**What needs to be done**
Your answer should be the lines of the listing that contain the word "String".

═════ Entries supplied ═════

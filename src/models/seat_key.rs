//! Identity of a booking: (date, location, bay, seat) in canonical text form.

use super::location::normalize_location;
use crate::core::normalize::{FieldText, normalize_date, normalize_number};
use serde::Serialize;
use std::fmt;

/// Canonical identity tuple. Two records describe the same seat-day iff
/// their keys are equal, whatever shape the raw fields had.
#[derive(Debug, Clone, PartialEq, Eq, Hash, PartialOrd, Ord, Serialize)]
pub struct SeatKey {
    date: String,
    location: String,
    bay: String,
    seat: String,
}

impl SeatKey {
    pub fn new<D, L, B, S>(date: &D, location: &L, bay: &B, seat: &S) -> Self
    where
        D: FieldText + ?Sized,
        L: FieldText + ?Sized,
        B: FieldText + ?Sized,
        S: FieldText + ?Sized,
    {
        Self {
            date: normalize_date(date),
            location: normalize_location(location),
            bay: normalize_number(bay),
            seat: normalize_number(seat),
        }
    }

    pub fn date(&self) -> &str {
        &self.date
    }

    pub fn location(&self) -> &str {
        &self.location
    }

    pub fn bay(&self) -> &str {
        &self.bay
    }

    pub fn seat(&self) -> &str {
        &self.seat
    }

    /// Date-less seat id as drawn on the floor plan, e.g. `Salao-1-3`.
    pub fn seat_id(&self) -> String {
        format!("{}-{}-{}", self.location, self.bay, self.seat)
    }

    /// True when one of the identity components is empty.
    pub fn is_incomplete(&self) -> bool {
        self.date.is_empty() || self.location.is_empty() || self.bay.is_empty() || self.seat.is_empty()
    }
}

impl fmt::Display for SeatKey {
    fn fmt(&self, f: &mut fmt::Formatter<'_>) -> fmt::Result {
        write!(f, "{}@{}", self.seat_id(), self.date)
    }
}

═════

**Response area**
    date: String,
    location: String,
    bay: String,
    seat: String,
    pub fn seat_id(&self) -> String {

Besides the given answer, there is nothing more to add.